MONDAY, Feb. 11 (HealthDay News) -- Teen birth rates have dropped yet again, reaching a historic low, and the number of babies being born early or with a low birth weight has also declined, a new U.S. government report shows.
Many factors may account for the improvement, experts say.
"We talk more about teen pregnancy, the responsibility of having a child and how difficult it is to be a teen mom. We also talk about contraception and abstinence more," explained Dr. Jill Rabin, chief of ambulatory care, obstetrics and gynecology at Long Island Jewish Medical Center, in New Hyde Park, N.Y.
"Adults have to remember we're fighting the adolescent sex drive that developed as a matter of survival of the species," Rabin said. "It's important to remember the three I's when you're working with teens. They think they're immortal, invincible and infertile. We have to convince them otherwise and dispel the myths, and the message needs repetition."

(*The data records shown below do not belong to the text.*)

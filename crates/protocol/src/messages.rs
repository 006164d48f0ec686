//! Relay message definitions for PaneHub.
//!
//! This module defines the commands observers send to the daemon and the
//! events the daemon broadcasts back. All messages travel as JSON text frames
//! with an adjacent `type`/`data` tag, payload fields in camelCase.

use chrono::{DateTime, Utc};
use serde::{Deserialize, Serialize};

use crate::error::Result;

/// Identifier of a session as it appears on the wire.
pub type SessionId = String;

/// Public description of a live session.
#[derive(Debug, Clone, PartialEq, Eq, Serialize, Deserialize)]
#[serde(rename_all = "camelCase")]
pub struct SessionInfo {
    /// Unique session identifier.
    pub id: SessionId,
    /// Working directory the process was started in.
    pub cwd: String,
    /// Display title.
    pub title: String,
    /// Creation timestamp.
    pub created_at: DateTime<Utc>,
}

/// Commands sent by an observer to the daemon.
#[derive(Debug, Clone, PartialEq, Eq, Serialize, Deserialize)]
#[serde(tag = "type", content = "data", rename_all = "camelCase")]
pub enum ClientCommand {
    /// Start a new session. An empty `cwd` starts a plain shell.
    Create(CreateSession),
    /// Raw input for a session.
    Input(SessionInput),
    /// Terminal resize for a session.
    Resize(SessionResize),
    /// Terminate a session.
    Destroy(SessionId),
}

/// Payload of [`ClientCommand::Create`].
#[derive(Debug, Clone, Default, PartialEq, Eq, Serialize, Deserialize)]
#[serde(rename_all = "camelCase")]
pub struct CreateSession {
    /// Working directory. Empty means a plain shell in the home directory.
    #[serde(default)]
    pub cwd: String,
    /// Optional display title overriding the derived one.
    #[serde(default, skip_serializing_if = "Option::is_none")]
    pub title: Option<String>,
}

/// Payload of [`ClientCommand::Input`].
#[derive(Debug, Clone, PartialEq, Eq, Serialize, Deserialize)]
#[serde(rename_all = "camelCase")]
pub struct SessionInput {
    /// Target session.
    pub terminal_id: SessionId,
    /// Raw input text.
    pub data: String,
}

/// Payload of [`ClientCommand::Resize`].
#[derive(Debug, Clone, PartialEq, Eq, Serialize, Deserialize)]
#[serde(rename_all = "camelCase")]
pub struct SessionResize {
    /// Target session.
    pub terminal_id: SessionId,
    /// New width in columns.
    pub cols: u16,
    /// New height in rows.
    pub rows: u16,
}

/// Events broadcast by the daemon to observers.
#[derive(Debug, Clone, PartialEq, Eq, Serialize, Deserialize)]
#[serde(tag = "type", content = "data", rename_all = "camelCase")]
pub enum ServerEvent {
    /// Full snapshot of live sessions, sent once per new connection.
    List(Vec<SessionInfo>),
    /// A session was created.
    Created(SessionInfo),
    /// A session was destroyed on request.
    Destroyed(SessionId),
    /// Output chunk from a session.
    Output(SessionOutput),
    /// A session's process exited. No further output follows for that id.
    Exited(SessionExited),
    /// A command from this connection could not be processed.
    Error(ErrorMessage),
}

/// Payload of [`ServerEvent::Output`].
#[derive(Debug, Clone, PartialEq, Eq, Serialize, Deserialize)]
#[serde(rename_all = "camelCase")]
pub struct SessionOutput {
    /// Source session.
    pub terminal_id: SessionId,
    /// Output text.
    pub data: String,
}

/// Payload of [`ServerEvent::Exited`].
#[derive(Debug, Clone, PartialEq, Eq, Serialize, Deserialize)]
#[serde(rename_all = "camelCase")]
pub struct SessionExited {
    /// Session that exited.
    pub terminal_id: SessionId,
    /// Exit code reported by the process, `-1` when it never started.
    pub exit_code: i32,
}

/// Payload of [`ServerEvent::Error`].
#[derive(Debug, Clone, PartialEq, Eq, Serialize, Deserialize)]
pub struct ErrorMessage {
    /// Human-readable description.
    pub message: String,
}

impl ClientCommand {
    /// Parses a command from a JSON text frame.
    pub fn from_json(text: &str) -> Result<Self> {
        Ok(serde_json::from_str(text)?)
    }

    /// Serializes the command to a JSON text frame.
    pub fn to_json(&self) -> Result<String> {
        Ok(serde_json::to_string(self)?)
    }

    /// Returns the session this command targets, if any.
    pub fn session_id(&self) -> Option<&str> {
        match self {
            ClientCommand::Create(_) => None,
            ClientCommand::Input(input) => Some(&input.terminal_id),
            ClientCommand::Resize(resize) => Some(&resize.terminal_id),
            ClientCommand::Destroy(id) => Some(id),
        }
    }
}

impl ServerEvent {
    /// Parses an event from a JSON text frame.
    pub fn from_json(text: &str) -> Result<Self> {
        Ok(serde_json::from_str(text)?)
    }

    /// Serializes the event to a JSON text frame.
    pub fn to_json(&self) -> Result<String> {
        Ok(serde_json::to_string(self)?)
    }

    /// Returns the session this event concerns, if it concerns exactly one.
    pub fn session_id(&self) -> Option<&str> {
        match self {
            ServerEvent::Created(info) => Some(&info.id),
            ServerEvent::Destroyed(id) => Some(id),
            ServerEvent::Output(output) => Some(&output.terminal_id),
            ServerEvent::Exited(exited) => Some(&exited.terminal_id),
            ServerEvent::List(_) | ServerEvent::Error(_) => None,
        }
    }

    /// Convenience constructor for an output event.
    pub fn output(terminal_id: impl Into<SessionId>, data: impl Into<String>) -> Self {
        ServerEvent::Output(SessionOutput {
            terminal_id: terminal_id.into(),
            data: data.into(),
        })
    }

    /// Convenience constructor for an exit event.
    pub fn exited(terminal_id: impl Into<SessionId>, exit_code: i32) -> Self {
        ServerEvent::Exited(SessionExited {
            terminal_id: terminal_id.into(),
            exit_code,
        })
    }

    /// Convenience constructor for an error event.
    pub fn error(message: impl Into<String>) -> Self {
        ServerEvent::Error(ErrorMessage {
            message: message.into(),
        })
    }
}

#[cfg(test)]
mod tests {
    use super::*;
    use chrono::TimeZone;

    fn sample_info() -> SessionInfo {
        SessionInfo {
            id: "3f0c".to_string(),
            cwd: "/home/user/proj".to_string(),
            title: "proj".to_string(),
            created_at: Utc.with_ymd_and_hms(2024, 5, 1, 12, 0, 0).unwrap(),
        }
    }

    #[test]
    fn test_create_wire_shape() {
        let cmd = ClientCommand::from_json(
            r#"{"type":"create","data":{"cwd":"/srv/app","title":"api"}}"#,
        )
        .unwrap();
        assert_eq!(
            cmd,
            ClientCommand::Create(CreateSession {
                cwd: "/srv/app".to_string(),
                title: Some("api".to_string()),
            })
        );
    }

    #[test]
    fn test_create_without_title_or_cwd() {
        let cmd = ClientCommand::from_json(r#"{"type":"create","data":{}}"#).unwrap();
        assert_eq!(cmd, ClientCommand::Create(CreateSession::default()));

        let json = cmd.to_json().unwrap();
        assert!(!json.contains("title"));
    }

    #[test]
    fn test_input_uses_camel_case() {
        let cmd = ClientCommand::Input(SessionInput {
            terminal_id: "t1".to_string(),
            data: "ls\r".to_string(),
        });
        let json = cmd.to_json().unwrap();
        assert_eq!(
            json,
            r#"{"type":"input","data":{"terminalId":"t1","data":"ls\r"}}"#
        );
    }

    #[test]
    fn test_resize_parse() {
        let cmd = ClientCommand::from_json(
            r#"{"type":"resize","data":{"terminalId":"t1","cols":100,"rows":40}}"#,
        )
        .unwrap();
        match cmd {
            ClientCommand::Resize(resize) => {
                assert_eq!(resize.terminal_id, "t1");
                assert_eq!(resize.cols, 100);
                assert_eq!(resize.rows, 40);
            }
            other => panic!("unexpected command: {:?}", other),
        }
    }

    #[test]
    fn test_destroy_carries_bare_id() {
        let cmd = ClientCommand::from_json(r#"{"type":"destroy","data":"t9"}"#).unwrap();
        assert_eq!(cmd, ClientCommand::Destroy("t9".to_string()));
        assert_eq!(cmd.session_id(), Some("t9"));
    }

    #[test]
    fn test_unknown_command_rejected() {
        assert!(ClientCommand::from_json(r#"{"type":"reboot","data":null}"#).is_err());
        assert!(ClientCommand::from_json("not json").is_err());
    }

    #[test]
    fn test_session_info_wire_shape() {
        let value = serde_json::to_value(sample_info()).unwrap();
        assert_eq!(value["id"], "3f0c");
        assert_eq!(value["cwd"], "/home/user/proj");
        assert_eq!(value["title"], "proj");
        assert_eq!(value["createdAt"], "2024-05-01T12:00:00Z");
    }

    #[test]
    fn test_list_event() {
        let event = ServerEvent::List(vec![sample_info()]);
        let parsed = ServerEvent::from_json(&event.to_json().unwrap()).unwrap();
        assert_eq!(parsed, event);
        assert_eq!(parsed.session_id(), None);
    }

    #[test]
    fn test_exited_event_shape() {
        let json = ServerEvent::exited("t1", 130).to_json().unwrap();
        assert_eq!(
            json,
            r#"{"type":"exited","data":{"terminalId":"t1","exitCode":130}}"#
        );
    }

    #[test]
    fn test_event_session_ids() {
        assert_eq!(ServerEvent::output("a", "x").session_id(), Some("a"));
        assert_eq!(ServerEvent::Destroyed("b".into()).session_id(), Some("b"));
        assert_eq!(ServerEvent::Created(sample_info()).session_id(), Some("3f0c"));
        assert_eq!(ServerEvent::error("bad").session_id(), None);
    }

    #[test]
    fn test_create_has_no_session_id() {
        let cmd = ClientCommand::Create(CreateSession::default());
        assert_eq!(cmd.session_id(), None);
    }
}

As for the decrease in preterm and low-birth-weight babies, Rabin noted that "prenatal care is getting better, and the message of the importance of prenatal care is getting out there."
The report, from the National Center for Health Statistics branch of the U.S. Centers for Disease Control and Prevention, documented declines in the three areas: The teen birth rate fell to 31.3 births per 1,000 women aged 15 to 19 in 2011. Twenty years ago, that rate was 61.8 per 1,000 teenage girls. And, for the fifth straight year, the preterm birth rate dropped, to 11.7 percent in 2011 from 12.8 percent in 2006. The rate for low-birth-weight babies also declined, from 8.15 percent in 2010 to 8.1 percent in 2011.
The report was published online Feb. 11 and will appear in the March print issue of the journal Pediatrics.
One expert noted that the three birth trends are often intertwined.